Cocoa and Poverty: Time for a New Framing

Chocolate inspires Art

In the last two to three years multinational companies have been launching detailed costed roadmaps tackling some of the biggest challenges facing society – climate, plastics, regenerative agriculture… The investments are significant, typically running to several Billion Euros/US$/CHF over a four-to-five-year period. However, we have yet to see the game changing roadmaps and public commitments to tackle inequality and human rights. This is especially important in the sourcing of agricultural raw materials from small-holder farmers.

There are some indications that attention to inequality is shortly due for a major upgrade. The World Business Council for Sustainable Development is gingerly working out business solutions to cut through an economic system that has institutionalised inequality. Corporate reporting standards setters are focussing on societal inequalities and others are co-creating a Task Force on Inequality Related Financial Disclosure. Within the cocoa sector, Nestlé recently announced its new human rights framework and roadmap. It promised action plans on its salient issues, including living income.

How things play out in cocoa will be an interesting test case of how seriously a new focus on inequality will be. The last few years has seen the focus in the cocoa industry on child labour and then recently deforestation. Yet underlying these issues, and driving them is the real issue: poverty. The sooner we have an open debate on the pathway of consequences the better: address poverty and progress will be much easier on child labour and deforestation.

Inequality in Cocoa Value Chains

Farmer incomes depend upon cocoa prices which in the last ten years have varied widely but shown no real trend. Livelihoods are desperate for the majority of smallholder cocoa farmers. Yet further along the value chain, executive pay is set at levels that provide a more than adequate guarantee for a comfortable life. For investors, dividends paid by major companies have risen over the same period. Not only are the rewards not delivered equally, neither is the risk.

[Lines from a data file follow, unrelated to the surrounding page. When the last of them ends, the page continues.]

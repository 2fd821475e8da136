use anyhow::{Context, Result};
use fmeta_envelope::Params;
use serde::Serialize;
use std::io::Write;

/// Split a request target into its path and decoded query parameters.
///
/// Repeated names keep every value in order of appearance. A name without
/// `=` gets an empty value.
pub fn split_target(target: &str) -> (String, Params) {
    let (path, query) = match target.split_once('?') {
        Some((path, query)) => (path, query),
        None => (target, ""),
    };
    let query = query.split_once('#').map_or(query, |(q, _)| q);

    let mut params = Params::new();
    for pair in query.split('&').filter(|p| !p.is_empty()) {
        let (name, value) = pair.split_once('=').unwrap_or((pair, ""));
        params
            .entry(decode_component(name))
            .or_default()
            .push(decode_component(value));
    }

    (decode_path(path), params)
}

/// Percent-decode one query component, reading `+` as a space.
///
/// Malformed escapes are kept literally; invalid UTF-8 is replaced.
pub fn decode_component(raw: &str) -> String {
    percent_decode(raw, true)
}

fn decode_path(raw: &str) -> String {
    percent_decode(raw, false)
}

fn percent_decode(raw: &str, plus_as_space: bool) -> String {
    let bytes = raw.as_bytes();
    let mut out = Vec::with_capacity(bytes.len());
    let mut i = 0;

    while i < bytes.len() {
        match bytes[i] {
            b'%' if i + 2 < bytes.len() => {
                match (hex_value(bytes[i + 1]), hex_value(bytes[i + 2])) {
                    (Some(hi), Some(lo)) => {
                        out.push(hi << 4 | lo);
                        i += 3;
                    }
                    _ => {
                        out.push(b'%');
                        i += 1;
                    }
                }
            }
            b'+' if plus_as_space => {
                out.push(b' ');
                i += 1;
            }
            b => {
                out.push(b);
                i += 1;
            }
        }
    }

    String::from_utf8_lossy(&out).into_owned()
}

#[inline]
fn hex_value(b: u8) -> Option<u8> {
    match b {
        b'0'..=b'9' => Some(b - b'0'),
        b'a'..=b'f' => Some(b - b'a' + 10),
        b'A'..=b'F' => Some(b - b'A' + 10),
        _ => None,
    }
}

/// Serialize `value` as JSON, pretty-printed unless `compact`.
pub fn to_json<T: Serialize>(value: &T, compact: bool) -> Result<Vec<u8>> {
    let bytes = if compact {
        serde_json::to_vec(value)
    } else {
        serde_json::to_vec_pretty(value)
    };
    bytes.context("failed to serialize response body")
}

/// Write `value` as JSON followed by a newline.
pub fn write_json<W, T>(writer: &mut W, value: &T, compact: bool) -> Result<()>
where
    W: Write,
    T: Serialize,
{
    let bytes = to_json(value, compact)?;
    writer.write_all(&bytes)?;
    writer.write_all(b"\n")?;
    writer.flush()?;
    Ok(())
}

#[cfg(test)]
#[path = "codec_tests.rs"]
mod tests;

Traders, manufacturers and retailers that profit from cocoa mostly have boiler plate statements on inequality that hint at a desire to fix the situation. Big companies have their own branded programme to support cocoa farmers, many of which run over a 10 year period. Cocoa Life, Cocoa Plan and Cocoa for Generations all demonstrate a lot of individual and collaborative actions, typically including money spent upon addressing child labour, building traceability and accountability (through eg certification programmes), increasing cocoa productivity, supporting communities, addressing deforestation, and paying voluntary premiums.

The annual amounts invested typically account for about 0.5% of turnover, ie not much. To put them in further perspective, the pay of the CEO and management teams of the major cocoa manufacturing companies is the same (or higher) than the total investments made to support cocoa farmers. Yet whilst there is an ongoing question on the adequacy of the of the funding compared to the scale and urgency of the task, the focus of that funding is also now in the spotlight.

For the last decade these initiatives have focussed on solving inequality through actions on productivity, costs, quality, sustainability premiums and one-off projects in communities. Some academic work by Wageningen University (WUR) and Mondelēz has helpfully synthesised the latest research findings. Yet as Nico Roozen has comprehensively laid bare, industry and academia seem stuck with an out-of-date framing.

It seems that these old-style sustainability interventions have been superb at guaranteeing future supplies for factories whilst keeping prices low. The unintended consequence has been the perpetuation of the main challenge that farmers face: poverty.

The problems of the current corporate approach seem to boil down to four things:

  1. A faith in productivity increases
  2. A failure to take into account system constraints and context
  3. A focus on deflecting discussions on prices
  4. A fixation with an inappropriate income threshold

The research by WUR/Mondelēz importantly concludes that structural changes in the industry are indeed needed. But it does not interrogate enough the other areas. So what would a new framing look like? How should a new generation of corporate approaches to cocoa and inequality be built?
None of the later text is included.